Monarch: Legacy of Monsters - Episode 2 Departure Review

The episode's lack of narrative cohesion and over-reliance on nostalgia detract from its potential.

Monarch: The Legacy of Monsters - Episode 2, Departure Review.
Monarch: The Legacy of Monsters - Episode 2 - Departure

Apple TV+'s Monarch: Legacy of Monsters continues its cinematic journey in the second episode, Departure, directed by Matt Shakman and penned by Chris Black. While the episode teases potential brilliance with its introduction of a colossal dragon, its execution leaves much to be desired, struggling to balance mythical grandeur with narrative coherence.

The episode's most striking moment, undoubtedly, is the emergence of a dragon from a World War II battleship. This visual spectacle encapsulates the series' ambition to blend historical elements with fantasy, harkening to legendary creature features. The dragon serves as a metaphorical and literal awakening of the narrative's deeper layers, promising a fantastical exploration beyond the confines of conventional storytelling.

A central narrative thread involves characters Cate, Kentaro, and May unraveling their father's Monarch files, leading them to Kurt Russell's Lt. Leland Lafayette Shaw III. Russell, a venerable presence, embodies a bridge between past and present, linking the show to the broader MonsterVerse. However, the episode stumbles in its over-reliance on the audience's presumed nostalgia for characters like John Goodman’s Bill Randa from "Kong: Skull Island." The attempt to elevate stock characters to iconic status feels forced and undermines the episode's narrative integrity.

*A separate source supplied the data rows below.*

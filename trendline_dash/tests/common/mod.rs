#![allow(dead_code)]

use std::sync::Mutex;

use async_trait::async_trait;
use chrono::{Days, NaiveDate, TimeZone, Utc};
use price_history::{
    HistoryNormalizer, NormalizedSeries,
    models::{
        bar::{Bar, BarSeries},
        request_params::BarsRequestParams,
        timeframe::TimeFrame,
    },
    providers::{ApiSnafu, DataProvider, ProviderError},
};
use trendline_dash::{
    TrendlineRequest,
    chart::PriceChart,
    collaborators::{
        AnchorPoint, BenchmarkStats, ChartRenderer, CollaboratorError, LineKind, RenderedChart,
        StatRow, StatsTable, TrendlineDetector, TrendlineSegment,
    },
};

pub fn today() -> NaiveDate {
    NaiveDate::from_ymd_opt(2024, 6, 28).unwrap()
}

pub fn bar_on(date: NaiveDate, base: f64) -> Bar {
    let ts = Utc.from_utc_datetime(&date.and_hms_opt(13, 30, 0).unwrap());
    Bar {
        timestamp: ts,
        trading_date: date,
        open: base,
        high: base + 2.0,
        low: base - 1.0,
        close: base + 1.0,
        volume: None,
    }
}

/// `n` consecutive daily bars ending the day before `today()`.
pub fn bars(n: u64) -> Vec<Bar> {
    (1..=n)
        .rev()
        .map(|back| bar_on(today().checked_sub_days(Days::new(back)).unwrap(), 100.0 + back as f64))
        .collect()
}

pub fn series_of(symbol: &str, n: u64) -> NormalizedSeries {
    HistoryNormalizer::default().normalize(symbol, 30, bars(n))
}

/// Answers every request with the same bars (or the same failure) and counts calls.
pub struct FakeProvider {
    bars: Result<Vec<Bar>, u16>,
    pub calls: Mutex<Vec<BarsRequestParams>>,
}

impl FakeProvider {
    pub fn with_bars(bars: Vec<Bar>) -> Self {
        Self {
            bars: Ok(bars),
            calls: Mutex::new(Vec::new()),
        }
    }

    pub fn failing(status: u16) -> Self {
        Self {
            bars: Err(status),
            calls: Mutex::new(Vec::new()),
        }
    }

    pub fn call_count(&self) -> usize {
        self.calls.lock().unwrap().len()
    }
}

#[async_trait]
impl DataProvider for FakeProvider {
    async fn fetch_bars(&self, params: BarsRequestParams) -> Result<Vec<BarSeries>, ProviderError> {
        let symbols = params.symbols.clone();
        self.calls.lock().unwrap().push(params);
        match &self.bars {
            Err(status) => ApiSnafu {
                status: *status,
                message: "upstream unavailable",
            }
            .fail(),
            Ok(bars) if bars.is_empty() => Ok(vec![]),
            Ok(bars) => Ok(symbols
                .into_iter()
                .map(|symbol| BarSeries {
                    symbol,
                    timeframe: TimeFrame::day(),
                    bars: bars.clone(),
                })
                .collect()),
        }
    }
}

/// Draws one support line through the first and last bar; records what it saw.
#[derive(Default)]
pub struct FirstLastDetector {
    pub seen: Mutex<Vec<TrendlineRequest>>,
    pub fail: bool,
}

impl TrendlineDetector for FirstLastDetector {
    fn detect(&self, request: &TrendlineRequest) -> Result<Vec<TrendlineSegment>, CollaboratorError> {
        self.seen.lock().unwrap().push(request.clone());
        if self.fail {
            return Err(CollaboratorError::new("detector", "engine crashed"));
        }
        let bars = request.series().bars();
        let (Some(first), Some(last)) = (bars.first(), bars.last()) else {
            return Ok(vec![]);
        };
        let anchor = |date, price| AnchorPoint {
            date,
            price,
            is_pivot: true,
        };
        Ok(vec![
            TrendlineSegment {
                kind: LineKind::Support,
                anchors: vec![anchor(first.date, first.low), anchor(last.date, last.low)],
                is_breakout: false,
            },
            // Single-anchor garbage the pipeline must drop.
            TrendlineSegment {
                kind: LineKind::Resistance,
                anchors: vec![anchor(first.date, first.high)],
                is_breakout: false,
            },
        ])
    }
}

#[derive(Default)]
pub struct RecordingRenderer {
    pub charts: Mutex<Vec<PriceChart>>,
}

impl ChartRenderer for RecordingRenderer {
    fn render(&self, chart: &PriceChart) -> Result<RenderedChart, CollaboratorError> {
        self.charts.lock().unwrap().push(chart.clone());
        Ok(RenderedChart {
            media_type: "application/json".into(),
            body: serde_json::to_string(chart).map_err(|e| CollaboratorError::new("renderer", e.to_string()))?,
        })
    }
}

#[derive(Default)]
pub struct FakeStats {
    pub calls: Mutex<Vec<(String, usize, String)>>,
}

#[async_trait]
impl BenchmarkStats for FakeStats {
    async fn compute(
        &self,
        symbol: &str,
        dates: &[NaiveDate],
        benchmark: &str,
    ) -> Result<StatsTable, CollaboratorError> {
        self.calls
            .lock()
            .unwrap()
            .push((symbol.to_string(), dates.len(), benchmark.to_string()));
        Ok(StatsTable {
            symbol: symbol.to_string(),
            benchmark: benchmark.to_string(),
            rows: vec![StatRow {
                metric: "Sharpe".into(),
                strategy: 1.2,
                benchmark: 0.9,
            }],
        })
    }
}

Shakman's direction is competent yet fails to fully capitalize on the episode's thematic potential. The episode needed a more dynamic visual language to match the grandeur of its mythical elements. The cinematography, while solid, does not push the boundaries of the television medium, missing an opportunity to create a more immersive and visually compelling experience.

Departure struggles with pacing, oscillating between exhilarating moments and sluggish narrative progression. The episode feels like a protracted setup, meandering through plot points without delivering a coherent or engaging storyline. The show's promise of a monstrous spectacle is undercut by its inability to weave the monstrous seamlessly into the fabric of its world.

Monarch: Legacy of Monsters Episode 2, Departure, is a mixed bag. While it excels in its mythical elements, promising a richly textured world, it falls short in execution. The episode's lack of narrative cohesion and over-reliance on nostalgia detract from its potential. It remains to be seen if the series can balance its grandiose aspirations with effective storytelling in future episodes.

A visually intriguing yet narratively disjointed episode that struggles to find its footing in the vast landscape of the MonsterVerse.